MARYKE STEYNVAART

The national lockdown has forced the University of Pretoria (UP) to implement online distance learning, while campuses and residences remain closed. Students will not be using various facilities, utilities, and services during this period, which raises the question of whether UP will reimburse some tuition and residence fees. As South Africa faces an economic recession, many students and universities are rendered financially vulnerable, and the dilemma of whether or not to pay fees can be the difference between UP’s financial viability, and students’ financial ability to pay their debts.

Since the suspension of all physical classes on 16 March until the end of the first semester on 17 June, students have been absent from campus for 62 days. The end of the first semester online does not mark the return to contact classes, but it depends on how the COVID-19 pandemic unfolds.

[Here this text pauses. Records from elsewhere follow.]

//! Common test infrastructure
//!
//! Spawns real nodes on random ports and talks to them over HTTP.
//! Tests should only import from this module, not from internal submodules.
//!
//! # Example
//!
//! ```no_run
//! mod common;
//! use common::{TestClient, TestServer, TRACK_1_PATH};
//! use reqwest::StatusCode;
//!
//! #[tokio::test]
//! async fn test_stream() {
//!     let server = TestServer::spawn().await;
//!     let client = TestClient::new(server.base_url.clone());
//!
//!     let response = client.stream(TRACK_1_PATH, None).await;
//!     assert_eq!(response.status(), StatusCode::OK);
//! }
//! ```

mod client;
mod constants;
mod fixtures;
mod server;

// Public API - this is what tests import
pub use client::TestClient;
pub use constants::*;
#[allow(unused_imports)]
pub use fixtures::{fake_mp3, write_file};
pub use server::TestServer;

Rikus Delport, UP’s spokesperson says, “following the lifting of the lockdown, the university will continue with online teaching and learning and will abide by the decision and direction of National Government. This process will be communicated to students once we have received the appropriate mandate”.

 

As South Africa faces an economic recession, many students and universities are rendered financially vulnerable…

 

Based on a presentation named “Plans for Academic Year 2020 and response to COVID-19 pandemic” by the Portfolio Committee on Higher Education, Science and Technology dated 21 April, students will likely not be allowed to return to campus and residences until the peak of the virus has passed. Current scientific projections estimate that COVID-19 cases are most likely to peak in July or August and thus contact classes might only be resumed in September.

In other words, there is a high possibility that students will not be allowed to access campus or residences for approximately five months in total as contact classes are suspended.

During this time period, students will not use UP’s facilities, utilities and certain services physically, hence the question of what a student pays for becomes significant. Delport explains that a student “pays for, among other things, the student’s tuition, access to facilities, including the library, student-related services, such as health and security, computer and laboratory equipment etc”. Delport also noted that a student’s residence fees cover “accommodation and food”.

Online classes do not have a drastic impact on tuition fees, Delport explains that “preparing for, and presenting teaching and learning online require[s] considerable financial commitment, and could in certain instances be more expensive than contact classes owing to the cost of the technology involved”. Regardless of the fact that students are not living in residences, Delport relays that there is almost no impact on residence fees, “as salaries, rates and taxes, insurance, among other things, still need to be paid, and facilities continue to be managed and maintained”.

 

the dilemma of whether or not to pay fees, can be the difference between UP’s financial viability, and students’ financial ability to pay their debts.

 

UP has not answered the question of whether tuition and residence fees will be reimbursed at all. Delport says “the university is doing everything it can to salvage the academic programme and it is too early to determine whether students will be reimbursed”.

Tuition and residence fees are vital to ensuring UP’s financial viability and the mass reimbursement of fees might financially compromise the university.

This issue was addressed in the minutes of a recent meeting between the SRC and UP Executives. It is written in the document that “the Vice-Chancellor pointed out that the matter of fees could not be considered in isolation. The University’s income streams are limited (namely, government subsidy, earmarked grants, fees, and donor funding in the form of scholarships). Reducing income from fees would have to be considered as part of the comprehensive budget”.

The strict national lockdown has compromised South Africa’s economy and a recession with a projected 6% contraction of the GDP is anticipated by many. To reimburse fees in this financially stringent time would possibly place UP in jeopardy. Delport told PDBY that “the university has a sustainability plan in place to ensure it can deal with the possible impact of an economic recession. Part of the plan is to continue and strengthen our efforts to cut costs wherever possible and to ensure we operate efficiently on all fronts”.

 

the university is doing everything it can to salvage the academic programme and it is too early to determine whether students will be reimbursed

 

Many citizens, including students and their families, have been socio-economically affected by the pandemic as thousands are left without an income during this time. Students are expected to pay half of their fees by 30 April, and the full amount by 31 July. After comment the dates have been postponed by two months, to June and September. As a result of the economic impact, many financiers might not be able to afford the tuition. This raises additional concerns such as whether students will be academically excluded if they can not pay their tuition and/or residence fees. Concerns also centre on what will be done if a student cannot afford food and necessities and whether these financial deadlines will be pushed later into the year. Reimbursing university fees might not be feasible, at the moment or in the future, but Delport assures students that UP is “committed to providing all [the] students with the necessary support to ensure their success, and all faculties are developing strategies that will ensure that all students have access to the teaching and learning opportunities provided by the university”.

UP has been forced to adapt to the restrictions put in place by the South African government. In the face of a recession and distance learning, there are still many issues that need to be dealt with by UP. Delport explains that “the situation regarding the COVID-19 pandemic is very fluid and circumstances might change at short notice. [UP] will continue to update students and staff, and encourage them to visit the university’s website and follow the social media platforms for regular updates”.